Not only does gabapentin appear to exacerbate or create overdose risk, it also doesn’t work that well for chronic pain. A review published last year found that gabapentin is ineffective for treating back pain. This study “is one more reason to think twice before starting a patient on this drug,” Juurlink told me.

Read: How back pain took over the world

But that still leaves unresolved the devilish problem of lower-back and neck pain, a major cause of disability in Western nations. Now that narcotics, non-narcotics, and so many other treatments have been tried and failed, many doctors are left scratching their head. There’s not much else they can prescribe instead. “We have very limited drug options for pain,” Juurlink says.

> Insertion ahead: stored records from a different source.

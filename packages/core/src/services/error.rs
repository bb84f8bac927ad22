//! Service Layer Error Types
//!
//! This module defines error types for page service operations. Lookups
//! never fail with "not found": singular lookups return `Option`, plural
//! lookups an empty collection. `PageNotFound` is only raised by operations
//! that require an existing page, such as moves.

use crate::db::{DatabaseError, NestedSetError};
use crate::models::FieldError;
use thiserror::Error;

/// Page service errors
#[derive(Error, Debug)]
pub enum PageServiceError {
    /// Database operation failed
    #[error("Database operation failed: {0}")]
    Database(#[from] DatabaseError),

    /// A page type's schema could not be built
    #[error("Invalid field configuration: {0}")]
    Field(#[from] FieldError),

    /// A stored page references a page type that is not registered
    #[error("Page {page_id} has unknown page type `{page_type}`")]
    UnknownPageType { page_id: i64, page_type: String },

    /// Page required by the operation does not exist
    #[error("Page not found: {id}")]
    PageNotFound { id: i64 },

    /// Requested tree move is not possible
    #[error("Invalid move: {0}")]
    InvalidMove(String),

    /// Transaction failed and was rolled back
    #[error("Transaction failed: {context}")]
    TransactionFailed { context: String },

    /// The search collaborator failed
    #[error("Search failed: {0}")]
    Search(String),

    /// A slug could not be used
    #[error("Invalid slug `{slug}`: {reason}")]
    InvalidSlug { slug: String, reason: String },

    /// Query execution error
    #[error("Query failed: {0}")]
    Query(String),
}

impl PageServiceError {
    pub fn unknown_page_type(page_id: i64, page_type: impl Into<String>) -> Self {
        Self::UnknownPageType {
            page_id,
            page_type: page_type.into(),
        }
    }

    pub fn page_not_found(id: i64) -> Self {
        Self::PageNotFound { id }
    }

    pub fn invalid_move(msg: impl Into<String>) -> Self {
        Self::InvalidMove(msg.into())
    }

    /// Create a transaction failed error
    pub fn transaction_failed(context: impl Into<String>) -> Self {
        Self::TransactionFailed {
            context: context.into(),
        }
    }

    pub fn search(msg: impl Into<String>) -> Self {
        Self::Search(msg.into())
    }

    pub fn invalid_slug(slug: impl Into<String>, reason: impl Into<String>) -> Self {
        Self::InvalidSlug {
            slug: slug.into(),
            reason: reason.into(),
        }
    }

    /// Create a query failed error
    pub fn query_failed(msg: impl Into<String>) -> Self {
        Self::Query(msg.into())
    }
}

impl From<NestedSetError> for PageServiceError {
    fn from(err: NestedSetError) -> Self {
        match err {
            NestedSetError::PageNotFound(id) => Self::page_not_found(id),
            err @ NestedSetError::IntoOwnSubtree { .. } => Self::invalid_move(err.to_string()),
            NestedSetError::Database(e) => Self::transaction_failed(e.to_string()),
        }
    }
}

#[cfg(test)]
mod tests {
    use super::*;

    #[test]
    fn test_nested_set_errors_map_to_typed_reasons() {
        assert!(matches!(
            PageServiceError::from(NestedSetError::PageNotFound(3)),
            PageServiceError::PageNotFound { id: 3 }
        ));
        assert!(matches!(
            PageServiceError::from(NestedSetError::IntoOwnSubtree { page: 1, target: 2 }),
            PageServiceError::InvalidMove(_)
        ));
        assert!(matches!(
            PageServiceError::from(NestedSetError::Database(DatabaseError::query_failed("boom"))),
            PageServiceError::TransactionFailed { .. }
        ));
    }
}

In the old days, he prescribed his pain patients opioids, but he has cut back on them after seeing how deadly and addictive they can be. Cannabinoids, the compounds derived from marijuana, can work for some people, but not everyone.

Williams says the medical community should take a closer look at non-pill remedies such as physical therapy and psychotherapy. These treatments are often not covered by insurance, take longer to work, and take more of providers’ time. But for many, they might be a better option than yet another pill that has yet another pathway to abuse. “The reality is, a lot of the pills that change how you feel in the next 10 to 30 minutes,” Williams says, “carry addictive liability.”